Work to complete » Every line containing "impl" should be copied out. Go through the entries and find them.

Provided data »
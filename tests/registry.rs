//! End-to-end registry behavior against mock registry servers.

use std::io;
use std::sync::atomic::{AtomicUsize, Ordering};
use std::sync::{Arc, Mutex};
use std::time::Duration;

use serde_json::json;
use svcreg::prelude::*;
use svcreg::{ClusterMembership, HttpCluster, HttpExecutor, LogConfig};
use svcreg::svcreg_cluster::ClusterError;
use svcreg::svcreg_log::Level;
use wiremock::matchers::{body_json, header, method, path};
use wiremock::{Mock, MockServer, ResponseTemplate};

/// A local port nothing is listening on.
fn free_port() -> u16 {
    let listener = std::net::TcpListener::bind("127.0.0.1:0").unwrap();
    listener.local_addr().unwrap().port()
}

/// An address nothing is listening on.
fn dead_endpoint() -> String {
    format!("http://127.0.0.1:{}", free_port())
}

/// Start a registry on `port` answering health checks and an empty listing.
async fn registry_on(port: u16) -> MockServer {
    let listener = std::net::TcpListener::bind(("127.0.0.1", port)).unwrap();
    let server = MockServer::builder().listener(listener).start().await;

    Mock::given(method("GET"))
        .and(path("/status"))
        .respond_with(ResponseTemplate::new(200))
        .mount(&server)
        .await;
    Mock::given(method("GET"))
        .and(path("/api/services"))
        .respond_with(ResponseTemplate::new(200).set_body_string("{}"))
        .mount(&server)
        .await;

    server
}

fn client_for(url: &str) -> RegistryClient {
    let config = Config::builder().url(url).log(LogOutput::Discard).build();
    RegistryClient::new(config).unwrap()
}

/// Counts how often members are marked unhealthy.
struct CountingMembership {
    inner: HttpCluster,
    marks: AtomicUsize,
}

impl ClusterMembership for CountingMembership {
    fn select_member(&self) -> Result<String, ClusterError> {
        self.inner.select_member()
    }

    fn mark_unhealthy(&self, member: &str) {
        self.marks.fetch_add(1, Ordering::SeqCst);
        self.inner.mark_unhealthy(member);
    }

    fn members(&self) -> Vec<String> {
        self.inner.members()
    }

    fn healthy_members(&self) -> Vec<String> {
        self.inner.healthy_members()
    }
}

#[derive(Clone, Default)]
struct SharedBuffer(Arc<Mutex<Vec<u8>>>);

impl SharedBuffer {
    fn contents(&self) -> String {
        String::from_utf8_lossy(&self.0.lock().unwrap()).into_owned()
    }
}

impl io::Write for SharedBuffer {
    fn write(&mut self, buf: &[u8]) -> io::Result<usize> {
        self.0.lock().unwrap().extend_from_slice(buf);
        Ok(buf.len())
    }

    fn flush(&mut self) -> io::Result<()> {
        Ok(())
    }
}

#[tokio::test]
async fn test_create_then_list() {
    let server = MockServer::start().await;

    Mock::given(method("POST"))
        .and(path("/api/services"))
        .and(header("content-type", "application/json"))
        .and(header("accept", "application/json"))
        .and(body_json(json!({"id": "billing", "acl": "allow:ops"})))
        .respond_with(
            ResponseTemplate::new(201).set_body_json(json!({"id": "billing", "acl": "allow:ops"})),
        )
        .expect(1)
        .mount(&server)
        .await;
    Mock::given(method("GET"))
        .and(path("/api/services"))
        .and(header("accept", "application/json"))
        .respond_with(ResponseTemplate::new(200).set_body_json(json!({
            "billing": {"id": "billing", "acl": "allow:ops"}
        })))
        .mount(&server)
        .await;

    let registry = client_for(&server.uri());

    let created = registry
        .create_service(&Service::new("billing", "allow:ops"))
        .await
        .unwrap();
    assert_eq!(created, Service::new("billing", "allow:ops"));

    let services = registry.all_services().await.unwrap();
    assert_eq!(services.len(), 1);
    assert_eq!(services["billing"], created);
    assert!(registry.has_service("billing").await.unwrap());
    assert!(!registry.has_service("payroll").await.unwrap());
}

#[tokio::test]
async fn test_has_service_rejects_mismatched_id() {
    let server = MockServer::start().await;

    Mock::given(method("GET"))
        .and(path("/api/services"))
        .respond_with(ResponseTemplate::new(200).set_body_json(json!({
            "billing": {"id": "payroll", "acl": ""}
        })))
        .mount(&server)
        .await;

    let registry = client_for(&server.uri());
    assert!(!registry.has_service("billing").await.unwrap());
}

#[tokio::test]
async fn test_empty_collection() {
    let server = MockServer::start().await;

    Mock::given(method("GET"))
        .and(path("/api/services"))
        .respond_with(ResponseTemplate::new(200).set_body_string("{}"))
        .mount(&server)
        .await;

    let registry = client_for(&server.uri());
    assert!(registry.all_services().await.unwrap().is_empty());
}

#[tokio::test]
async fn test_update_and_delete_use_literal_item_path() {
    let server = MockServer::start().await;

    Mock::given(method("PUT"))
        .and(path("/api/servicesbilling"))
        .and(body_json(json!({"id": "billing", "acl": "deny:all"})))
        .respond_with(ResponseTemplate::new(200))
        .expect(1)
        .mount(&server)
        .await;
    Mock::given(method("DELETE"))
        .and(path("/api/servicesbilling"))
        .and(header("content-type", "application/json"))
        .respond_with(
            ResponseTemplate::new(200).set_body_json(json!({"id": "billing", "acl": "deny:all"})),
        )
        .expect(1)
        .mount(&server)
        .await;

    let registry = client_for(&server.uri());

    let updated = registry
        .update_service(&Service::new("billing", "deny:all"))
        .await
        .unwrap();
    assert_eq!(updated, None);

    let deleted = registry.delete_service("billing").await.unwrap();
    assert_eq!(deleted, Some(Service::new("billing", "deny:all")));
}

#[tokio::test]
async fn test_error_statuses() {
    let server = MockServer::start().await;

    Mock::given(method("DELETE"))
        .and(path("/api/servicesghost"))
        .respond_with(ResponseTemplate::new(404))
        .mount(&server)
        .await;
    Mock::given(method("DELETE"))
        .and(path("/api/servicescrash"))
        .respond_with(ResponseTemplate::new(500).set_body_json(json!({"message": "disk full"})))
        .mount(&server)
        .await;
    Mock::given(method("DELETE"))
        .and(path("/api/servicesquota"))
        .respond_with(
            ResponseTemplate::new(409).set_body_json(json!({"message": "quota exceeded"})),
        )
        .mount(&server)
        .await;
    Mock::given(method("DELETE"))
        .and(path("/api/servicessilent"))
        .respond_with(ResponseTemplate::new(400).set_body_json(json!({"message": ""})))
        .mount(&server)
        .await;
    Mock::given(method("DELETE"))
        .and(path("/api/serviceshtml"))
        .respond_with(ResponseTemplate::new(502).set_body_string("<h1>Bad Gateway</h1>"))
        .mount(&server)
        .await;

    let registry = client_for(&server.uri());

    assert_eq!(
        registry.delete_service("ghost").await.unwrap_err(),
        RegistryError::ResourceNotFound
    );
    assert!(matches!(
        registry.delete_service("crash").await.unwrap_err(),
        RegistryError::InvalidResponse(_)
    ));
    assert_eq!(
        registry.delete_service("quota").await.unwrap_err(),
        RegistryError::ServerError {
            status: 409,
            message: "quota exceeded".into()
        }
    );
    assert_eq!(
        registry.delete_service("silent").await.unwrap_err(),
        RegistryError::ServerError {
            status: 400,
            message: "unknown error".into()
        }
    );
    assert!(matches!(
        registry.delete_service("html").await.unwrap_err(),
        RegistryError::InvalidResponse(_)
    ));
}

#[tokio::test]
async fn test_status_responses_are_not_retried() {
    let first = MockServer::start().await;
    let second = MockServer::start().await;

    Mock::given(method("GET"))
        .respond_with(ResponseTemplate::new(503).set_body_json(json!({"message": "draining"})))
        .expect(1)
        .mount(&first)
        .await;
    Mock::given(method("GET"))
        .respond_with(ResponseTemplate::new(200).set_body_string("{}"))
        .expect(0)
        .mount(&second)
        .await;

    let registry = client_for(&format!("{},{}", first.uri(), second.uri()));

    let err = registry.all_services().await.unwrap_err();
    assert_eq!(err.server_message(), Some("draining"));
}

#[tokio::test]
async fn test_failover_marks_dead_member_once() {
    let server = MockServer::start().await;
    let dead = dead_endpoint();

    Mock::given(method("GET"))
        .and(path("/api/services"))
        .respond_with(ResponseTemplate::new(200).set_body_string("{}"))
        .expect(1)
        .mount(&server)
        .await;

    let membership = Arc::new(CountingMembership {
        inner: HttpCluster::from_members([dead.clone(), server.uri()], "").unwrap(),
        marks: AtomicUsize::new(0),
    });
    let config = Config::builder().log(LogOutput::Discard).build();
    let executor: Arc<dyn HttpExecutor> =
        Arc::new(svcreg::svcreg_http_client::ReqwestExecutor::new(&config.http).unwrap());
    let registry = RegistryClient::with_parts(membership.clone(), executor, config);

    assert!(registry.all_services().await.unwrap().is_empty());
    assert_eq!(membership.marks.load(Ordering::SeqCst), 1);
    assert_eq!(membership.healthy_members(), vec![server.uri()]);

    // The dead member is no longer selected.
    assert!(registry.all_services().await.unwrap().is_empty());
    assert_eq!(membership.marks.load(Ordering::SeqCst), 1);
}

#[tokio::test]
async fn test_all_members_unreachable() {
    let registry = client_for(&format!("{},{}", dead_endpoint(), dead_endpoint()));

    let err = registry.has_service("billing").await.unwrap_err();
    assert!(matches!(err, RegistryError::ClusterUnavailable(_)));
    assert!(registry.membership().healthy_members().is_empty());

    let err = registry.all_services().await.unwrap_err();
    assert!(matches!(err, RegistryError::ClusterUnavailable(_)));
}

#[tokio::test]
async fn test_recovers_without_health_checks() {
    let port = free_port();
    let registry = client_for(&format!("http://127.0.0.1:{}", port));
    assert!(!registry.is_probing());

    let err = registry.all_services().await.unwrap_err();
    assert!(matches!(err, RegistryError::ClusterUnavailable(_)));
    assert!(registry.membership().healthy_members().is_empty());

    let server = registry_on(port).await;

    assert!(registry.all_services().await.unwrap().is_empty());
    let requests = server.received_requests().await.unwrap();
    assert_eq!(requests.len(), 1);
}

#[tokio::test]
async fn test_health_checker_revives_member() {
    let port = free_port();
    let member = format!("http://127.0.0.1:{}", port);
    let config = Config::builder()
        .url(&member)
        .health_check_path("status")
        .health_check_interval(Duration::from_millis(50))
        .log(LogOutput::Discard)
        .build();
    let registry = RegistryClient::new(config).unwrap();
    assert!(registry.is_probing());

    let err = registry.all_services().await.unwrap_err();
    assert!(matches!(err, RegistryError::ClusterUnavailable(_)));

    let cluster = registry.cluster().unwrap().clone();
    assert!(!cluster.is_healthy(&member));

    let _server = registry_on(port).await;

    let mut revived = false;
    for _ in 0..100 {
        if cluster.is_healthy(&member) {
            revived = true;
            break;
        }
        tokio::time::sleep(Duration::from_millis(20)).await;
    }
    assert!(revived, "member should be back after answering health checks");

    assert!(registry.all_services().await.unwrap().is_empty());
}

#[tokio::test]
async fn test_call_deadline() {
    let server = MockServer::start().await;

    Mock::given(method("GET"))
        .respond_with(ResponseTemplate::new(200).set_delay(Duration::from_secs(5)))
        .mount(&server)
        .await;

    let config = Config::builder()
        .url(server.uri())
        .call_deadline(Duration::from_millis(200))
        .log(LogOutput::Discard)
        .build();
    let registry = RegistryClient::new(config).unwrap();

    let err = registry.all_services().await.unwrap_err();
    assert_eq!(err, RegistryError::Timeout(Duration::from_millis(200)));
}

#[tokio::test]
async fn test_log_output_is_scoped_to_client() {
    let server = MockServer::start().await;

    Mock::given(method("GET"))
        .respond_with(ResponseTemplate::new(200).set_body_string("{}"))
        .mount(&server)
        .await;

    let buffer = SharedBuffer::default();
    let sink = buffer.clone();
    let log_config = LogConfig::default()
        .with_level(Level::Debug)
        .with_color(false);
    let loud = RegistryClient::new(
        Config::builder()
            .url(server.uri())
            .log(LogOutput::writer(&log_config, move || sink.clone()))
            .build(),
    )
    .unwrap();
    let quiet = client_for(&server.uri());

    quiet.all_services().await.unwrap();
    assert!(buffer.contents().is_empty());

    loud.all_services().await.unwrap();
    let captured = buffer.contents();
    assert!(captured.contains("Listed services"), "captured: {captured}");
}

Response to this task »
impl ClusterMembership for CountingMembership {
impl SharedBuffer {
impl io::Write for SharedBuffer {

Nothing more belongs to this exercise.